Bei der bevorzugten Weiterbildung der Erfindung ist der Scheitrost mit einem Freiraum oder einer Aussparung für einen freien Zugang von dem Brennraum für die Scheite zu dem gegenüber dem Scheitrost abgesenkten Pelletrosts in dessen Betriebsstellung versehen. Der Freiraum kann im wesentlichen entsprechend den horizontalen Abmessungen des Pelletrosts dimensioniert sein. Der Freiraum ist im Scheitbetrieb insbesondere zur Bildung einer kontinuierlichen Scheitrostebene abgedeckt.

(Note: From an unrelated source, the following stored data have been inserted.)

//! Domain error taxonomy shared by the application modules.

use bookswap_db::StoreError;
use bookswap_http::AppError;
use serde_json::json;
use thiserror::Error;

use crate::catalog::CatalogError;

#[derive(Error, Debug)]
pub enum DomainError {
    #[error("{0} not found")]
    NotFound(String),

    #[error("{0}")]
    Conflict(String),

    #[error("invalid {field}: {reason}")]
    Validation { field: &'static str, reason: String },

    #[error("catalog unavailable: {0}")]
    UpstreamUnavailable(String),

    #[error("paired update on {key} left unreconciled: {reason}")]
    PartialFailure { key: String, reason: String },

    #[error(transparent)]
    Store(#[from] StoreError),
}

impl DomainError {
    pub fn validation(field: &'static str, reason: impl Into<String>) -> Self {
        Self::Validation {
            field,
            reason: reason.into(),
        }
    }
}

impl From<CatalogError> for DomainError {
    fn from(err: CatalogError) -> Self {
        match err {
            CatalogError::NotFound(isbn) => {
                DomainError::NotFound(format!("catalog entry '{isbn}'"))
            }
            CatalogError::Unavailable(reason) => DomainError::UpstreamUnavailable(reason),
        }
    }
}

impl From<DomainError> for AppError {
    fn from(err: DomainError) -> Self {
        let message = err.to_string();
        match err {
            DomainError::NotFound(_) => AppError::not_found(message),
            DomainError::Conflict(_) => AppError::conflict(vec![], message),
            DomainError::Validation { field, reason } => {
                AppError::validation(vec![json!({ "field": field, "error": reason })], message)
            }
            DomainError::UpstreamUnavailable(_) => AppError::unavailable(message),
            DomainError::PartialFailure { .. } => AppError::partial_failure(message),
            DomainError::Store(store) => AppError::Internal(anyhow::Error::new(store)),
        }
    }
}

/// Catalog identifiers: trimmed, non-empty, ASCII letters, digits and hyphens.
pub fn catalog_id(raw: &str) -> Result<String, DomainError> {
    let isbn = raw.trim();
    if isbn.is_empty() {
        return Err(DomainError::validation("isbn", "must not be empty"));
    }
    if isbn.len() > 32 {
        return Err(DomainError::validation("isbn", "longer than 32 characters"));
    }
    if !isbn.chars().all(|c| c.is_ascii_alphanumeric() || c == '-') {
        return Err(DomainError::validation(
            "isbn",
            "only letters, digits and hyphens are allowed",
        ));
    }
    Ok(isbn.to_string())
}

/// Trimmed, non-empty text field.
pub fn required(field: &'static str, raw: &str) -> Result<String, DomainError> {
    let value = raw.trim();
    if value.is_empty() {
        return Err(DomainError::validation(field, "must not be empty"));
    }
    Ok(value.to_string())
}
use serde::{Deserialize, Serialize};

/// Body of a new trade request; the requester is the acting user.
#[derive(Debug, Clone, Serialize, Deserialize)]
pub struct ProposeTrade {
    /// User who owns the wanted book
    pub owner: String,
    /// Catalog identifier of the wanted book
    pub isbn: String,
    /// Where the requester wants to meet
    pub location: String,
}

/// Body of an accept or reject; the owner is the acting user.
#[derive(Debug, Clone, Serialize, Deserialize)]
pub struct SettleTrade {
    pub requester: String,
    pub isbn: String,
}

Dabei kann bei einer Weiterbildung der Erfindung eine Schutzplatte derart verstellbar sein, insbesondere an dem Pelletrost befestigt sein, daß insbesondere in der Verstauungsstellung des Pelletrosts die Schutzplatte aus der Verstauungsposition in eine Schutzposition verfahrbar ist, um einen Zugang zum Freiraum durch die Schutzplatte insbesondere fluchtend mit dem Scheitrost zu versperren.

Bei der bevorzugten Ausbildung der Erfindung weist die Stelleinrichtung ein Schwenkwerk auf. Das Schwenkwert schwenkt den Pelletrost und/oder die Schutzplatte aus der Betriebsstellung in die Verstauungsstellung und umgekehrt, wobei in der Verstauungsstellung der Zugang von dem Brennraum des Scheitrosts zum Brennraum des Pelletrosts mechanisch gesperrt ist.

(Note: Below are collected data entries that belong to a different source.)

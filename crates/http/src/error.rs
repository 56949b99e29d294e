//! Error handling for the bookswap HTTP layer

use axum::{
    http::StatusCode,
    response::{IntoResponse, Response},
    Json,
};
use serde::Serialize;
use serde_json::json;
use thiserror::Error;
use time::{format_description::well_known::Rfc3339, OffsetDateTime};
use uuid::Uuid;

/// Standard error response format for all HTTP errors
#[derive(Debug, Serialize)]
pub struct ErrorBody {
    pub details: Vec<serde_json::Value>,
    pub message: String,
    pub code: String,
    pub trace_id: String,
    pub timestamp: String,
}

/// Application error types that map to HTTP responses
#[derive(Error, Debug)]
pub enum AppError {
    #[error("validation error: {message}")]
    Validation {
        details: Vec<serde_json::Value>,
        code: String,
        message: String,
    },

    #[error("conflict: {message}")]
    Conflict {
        details: Vec<serde_json::Value>,
        code: String,
        message: String,
    },

    #[error("not found: {message}")]
    NotFound { message: String, code: String },

    #[error("unauthorized: {message}")]
    Unauthorized { message: String, code: String },

    #[error("upstream unavailable: {message}")]
    Unavailable { message: String, code: String },

    #[error("partial failure: {message}")]
    PartialFailure { message: String, code: String },

    #[error(transparent)]
    Internal(#[from] anyhow::Error),
}

impl AppError {
    /// Create a validation error
    pub fn validation(details: Vec<serde_json::Value>, message: impl Into<String>) -> Self {
        Self::Validation {
            details,
            code: "validation_error".to_string(),
            message: message.into(),
        }
    }

    /// Create a conflict error
    pub fn conflict(details: Vec<serde_json::Value>, message: impl Into<String>) -> Self {
        Self::Conflict {
            details,
            code: "conflict".to_string(),
            message: message.into(),
        }
    }

    /// Create a not found error
    pub fn not_found(message: impl Into<String>) -> Self {
        Self::NotFound {
            message: message.into(),
            code: "not_found".to_string(),
        }
    }

    /// Create an unauthorized error
    pub fn unauthorized(message: impl Into<String>) -> Self {
        Self::Unauthorized {
            message: message.into(),
            code: "unauthorized".to_string(),
        }
    }

    /// A dependency (catalog lookup) could not be reached; the caller may retry
    pub fn unavailable(message: impl Into<String>) -> Self {
        Self::Unavailable {
            message: message.into(),
            code: "upstream_unavailable".to_string(),
        }
    }

    /// Only part of a paired write landed and it could not be repaired yet
    pub fn partial_failure(message: impl Into<String>) -> Self {
        Self::PartialFailure {
            message: message.into(),
            code: "partial_failure".to_string(),
        }
    }

    pub fn status(&self) -> StatusCode {
        match self {
            AppError::Validation { .. } => StatusCode::UNPROCESSABLE_ENTITY,
            AppError::Conflict { .. } => StatusCode::CONFLICT,
            AppError::NotFound { .. } => StatusCode::NOT_FOUND,
            AppError::Unauthorized { .. } => StatusCode::UNAUTHORIZED,
            AppError::Unavailable { .. } => StatusCode::SERVICE_UNAVAILABLE,
            AppError::PartialFailure { .. } | AppError::Internal(_) => {
                StatusCode::INTERNAL_SERVER_ERROR
            }
        }
    }
}

impl IntoResponse for AppError {
    fn into_response(self) -> Response {
        let error_id = Uuid::new_v4();
        let timestamp = OffsetDateTime::now_utc()
            .format(&Rfc3339)
            .unwrap_or_default();
        let status = self.status();

        let (error_code, message, details) = match self {
            AppError::Validation {
                details,
                code,
                message,
            } => (code, message, Some(details)),
            AppError::Conflict {
                details,
                code,
                message,
            } => (code, message, Some(details)),
            AppError::NotFound { message, code }
            | AppError::Unauthorized { message, code }
            | AppError::Unavailable { message, code }
            | AppError::PartialFailure { message, code } => (code, message, None),
            AppError::Internal(e) => ("internal_error".to_string(), format!("{:#}", e), None),
        };

        if status.is_server_error() {
            tracing::error!(
                error_id = %error_id,
                error_code = %error_code,
                status_code = %status.as_u16(),
                message = %message,
                "Request error"
            );
        } else {
            tracing::info!(
                error_id = %error_id,
                error_code = %error_code,
                status_code = %status.as_u16(),
                "Request rejected"
            );
        }

        // Hide internal error details outside debug builds
        let message = if cfg!(not(debug_assertions)) && status == StatusCode::INTERNAL_SERVER_ERROR
        {
            "An internal server error occurred".to_string()
        } else {
            message
        };

        let error_response = json!({
            "error": {
                "code": error_code,
                "message": message,
                "details": details.unwrap_or_default(),
                "trace_id": error_id.to_string(),
                "timestamp": timestamp
            }
        });

        (status, Json(error_response)).into_response()
    }
}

Vorzugsweise trägt ein topfförmiges schwenkbares Bauteil an dessen Öffnung den Pelletrost, so daß in der Verstauungsstellung der Pelletrost von dem Brennraum weg geschwenkt ist und eine Außenwand des Behälters im Wesentlichen mit der Ebene des Scheitrosts fluchtet, um eine thermische Barriere zum Brennraum des Scheitrosts zu bilden.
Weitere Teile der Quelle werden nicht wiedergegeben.